Anti-Racism

NASSR Statement in Support of Anti-Racism Initiatives

5 June 2020

 

On May 25, 2020, George Floyd was killed in broad daylight by members of the Minneapolis Police Department. The North American Society for the Study of Romanticism deplores this and other incidents of anti-black violence that have occurred in the United States and in Canada during the last several weeks and for centuries. That these crimes took place during a global pandemic that has disproportionally affected people of colour, including those working on the front lines of medical relief and scientific research, exacerbates our collective indignation and despair.     

 

The Romantic period witnessed democratic revolutions and anti-colonial movements around the world and the rise of the abolition movement. Romantic literature has helped define activism and peaceful protest. But it is imperative that we acknowledge that the Romantic period was also a time of widespread slavery, imperialist expansion, and colonialist settlement, when biological concepts of racial difference and privilege were developed and entrenched, and when racism was commensurate with social attitudes and cultural practises.
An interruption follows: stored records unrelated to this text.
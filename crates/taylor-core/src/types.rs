//! Core types for violations, statistics and results.

use crate::component::{Component, ComponentRange, ComponentType};
use serde::{Deserialize, Serialize};
use std::fmt;
use std::path::PathBuf;

/// Rule priority, from 1 (most important) to 4.
#[derive(Debug, Clone, Copy, PartialEq, Eq, PartialOrd, Ord, Hash, Serialize, Deserialize)]
#[serde(try_from = "u8", into = "u8")]
pub struct Priority(u8);

impl Priority {
    /// Highest priority.
    pub const P1: Self = Self(1);
    /// High priority.
    pub const P2: Self = Self(2);
    /// Normal priority.
    pub const P3: Self = Self(3);
    /// Low priority.
    pub const P4: Self = Self(4);

    /// Creates a priority if `value` is within 1..=4.
    #[must_use]
    pub fn new(value: i64) -> Option<Self> {
        u8::try_from(value)
            .ok()
            .filter(|v| (1..=4).contains(v))
            .map(Self)
    }

    /// Numeric value.
    #[must_use]
    pub fn get(self) -> u8 {
        self.0
    }
}

impl TryFrom<u8> for Priority {
    type Error = String;

    fn try_from(value: u8) -> Result<Self, Self::Error> {
        Self::new(i64::from(value)).ok_or_else(|| format!("priority must be 1..=4, got {value}"))
    }
}

impl From<Priority> for u8 {
    fn from(priority: Priority) -> Self {
        priority.0
    }
}

impl fmt::Display for Priority {
    fn fmt(&self, f: &mut fmt::Formatter<'_>) -> fmt::Result {
        write!(f, "{}", self.0)
    }
}

/// The component a violation is reported on.
#[derive(Debug, Clone, PartialEq, Eq, Serialize, Deserialize)]
pub struct ComponentSummary {
    /// Component kind.
    pub kind: ComponentType,
    /// Component name.
    pub name: Option<String>,
    /// Lines spanned.
    pub range: ComponentRange,
}

impl From<&Component> for ComponentSummary {
    fn from(component: &Component) -> Self {
        Self {
            kind: component.kind,
            name: component.name.clone(),
            range: component.range,
        }
    }
}

/// Measured data attached to a violation.
#[derive(Debug, Clone, PartialEq, Eq, Serialize, Deserialize)]
pub struct ViolationData {
    /// Human readable message.
    pub message: String,
    /// File the component belongs to.
    pub path: String,
    /// Measured metric value.
    pub value: usize,
}

impl ViolationData {
    /// Creates violation data. Backslashes are stripped from `path`.
    #[must_use]
    pub fn new(message: impl Into<String>, path: &str, value: usize) -> Self {
        Self {
            message: message.into(),
            path: path.replace('\\', ""),
            value,
        }
    }
}

/// A rule failure on one component.
#[derive(Debug, Clone, PartialEq, Eq, Serialize, Deserialize)]
pub struct Violation {
    /// Rule name (e.g., "NPathComplexity").
    pub rule: String,
    /// Priority of the rule at the time of the check.
    pub priority: Priority,
    /// Link to the rule documentation.
    pub external_info_url: String,
    /// The offending component.
    pub component: ComponentSummary,
    /// Name of the enclosing type declaration, if any.
    pub class_name: Option<String>,
    /// Message, path and value.
    pub data: ViolationData,
}

impl Violation {
    /// Name of the offending method when the component is a function.
    #[must_use]
    pub fn method(&self) -> Option<&str> {
        if self.component.kind == ComponentType::Function {
            self.component.name.as_deref()
        } else {
            None
        }
    }

    /// Flat record with the reporting field names.
    #[must_use]
    pub fn record(&self) -> ViolationRecord {
        ViolationRecord {
            path: self.data.path.clone(),
            rule: self.rule.clone(),
            message: self.data.message.clone(),
            priority: self.priority.get(),
            class: self.class_name.clone(),
            method: self.method().map(String::from),
            value: self.data.value,
            external_info_url: self.external_info_url.clone(),
            start_line: self.component.range.start_line,
            end_line: self.component.range.end_line,
        }
    }

    /// Plain text line: `path:line:Rule P<n> message`.
    #[must_use]
    pub fn format(&self) -> String {
        format!(
            "{}:{}:{} P{} {}",
            self.data.path, self.component.range.start_line, self.rule, self.priority, self.data.message
        )
    }

    /// Xcode warning line: `path:line:0: warning: Rule(P<n>):message`.
    #[must_use]
    pub fn xcode_line(&self) -> String {
        format!(
            "{}:{}:0: warning: {}(P{}):{}",
            self.data.path, self.component.range.start_line, self.rule, self.priority, self.data.message
        )
    }
}

/// Serialized form of a violation.
#[derive(Debug, Clone, PartialEq, Eq, Serialize, Deserialize)]
#[serde(rename_all = "camelCase")]
pub struct ViolationRecord {
    /// File path.
    pub path: String,
    /// Rule name.
    pub rule: String,
    /// Message.
    pub message: String,
    /// Priority 1..=4.
    pub priority: u8,
    /// Enclosing type name.
    #[serde(default, skip_serializing_if = "Option::is_none")]
    pub class: Option<String>,
    /// Method name.
    #[serde(default, skip_serializing_if = "Option::is_none")]
    pub method: Option<String>,
    /// Metric value.
    pub value: usize,
    /// Documentation link.
    pub external_info_url: String,
    /// First line of the component.
    pub start_line: usize,
    /// Last line of the component.
    pub end_line: usize,
}

/// Run-wide counters.
#[derive(Debug, Clone, Copy, Default, PartialEq, Eq, Serialize, Deserialize)]
#[serde(rename_all = "camelCase")]
pub struct Statistics {
    /// Files analysed.
    pub total_files: usize,
    /// Files with at least one violation.
    pub files_with_violations: usize,
    /// Violations with priority 1.
    pub violations_with_p1: usize,
    /// Violations with priority 2.
    pub violations_with_p2: usize,
    /// Violations with priority 3 or lower.
    pub violations_with_p3: usize,
}

impl Statistics {
    /// Counts one analysed file and its violations.
    pub fn record_file(&mut self, violations: &[Violation]) {
        self.total_files += 1;
        if !violations.is_empty() {
            self.files_with_violations += 1;
        }
        for violation in violations {
            match violation.priority.get() {
                1 => self.violations_with_p1 += 1,
                2 => self.violations_with_p2 += 1,
                _ => self.violations_with_p3 += 1,
            }
        }
    }
}

/// Per-file summary.
#[derive(Debug, Clone, PartialEq, Eq, Serialize, Deserialize)]
pub struct FileOutcome {
    /// Path relative to the analysis root.
    pub path: PathBuf,
    /// Number of violations in the file.
    pub warnings: usize,
}

/// A file that could not be analysed.
#[derive(Debug, Clone, PartialEq, Eq, Serialize, Deserialize)]
pub struct ProcessingError {
    /// File that failed.
    pub path: PathBuf,
    /// Reason.
    pub message: String,
}

/// Result of a lint run.
#[derive(Debug, Default)]
pub struct LintResult {
    /// All violations, grouped by file in analysis order.
    pub violations: Vec<Violation>,
    /// Run-wide counters.
    pub statistics: Statistics,
    /// One entry per analysed file.
    pub files: Vec<FileOutcome>,
    /// Files that could not be analysed.
    pub errors: Vec<ProcessingError>,
}

impl LintResult {
    /// Creates an empty result.
    #[must_use]
    pub fn new() -> Self {
        Self::default()
    }

    /// Merges the outcome of one file.
    pub fn add_file(&mut self, path: PathBuf, violations: Vec<Violation>) {
        self.statistics.record_file(&violations);
        self.files.push(FileOutcome {
            path,
            warnings: violations.len(),
        });
        self.violations.extend(violations);
    }

    /// Records a file that failed to load or analyse.
    pub fn add_error(&mut self, path: PathBuf, message: impl Into<String>) {
        self.errors.push(ProcessingError {
            path,
            message: message.into(),
        });
    }

    /// Returns true if any violation has at least the given priority.
    #[must_use]
    pub fn has_violations_at(&self, priority: Priority) -> bool {
        self.violations.iter().any(|v| v.priority <= priority)
    }

    /// Returns true if there are no violations.
    #[must_use]
    pub fn is_clean(&self) -> bool {
        self.violations.is_empty()
    }

    /// Summary header line.
    #[must_use]
    pub fn format_summary(&self) -> String {
        let s = &self.statistics;
        format!(
            "Summary: TotalFiles={} FilesWithViolations={} P1={} P2={} P3={}",
            s.total_files,
            s.files_with_violations,
            s.violations_with_p1,
            s.violations_with_p2,
            s.violations_with_p3
        )
    }
}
We also understand that Romantic literature has been used to propagate and even celebrate the colonialist, racist, and white-supremacist ideologies that underlie the racialized violence we are witnessing today. 

 

As scholars and teachers, we need to make the triumphs and injustices of Romanticism relevant to ongoing efforts to end racism, to enhance fairness, inclusivity, and equality, and to alleviate suffering and oppression in the present and for generations to come. We cherish the work that our colleagues are doing and have done to provide necessary historical perspective on racial injustice in their scholarship, in their classes, and in their daily lives. NASSR resolves to be guided by their example in the organization of our conferences and meetings, and in our publications and communications. We as a community support all efforts—in our work with each other, our students, and the public—to help create a world that is more equitable, peaceable, and just.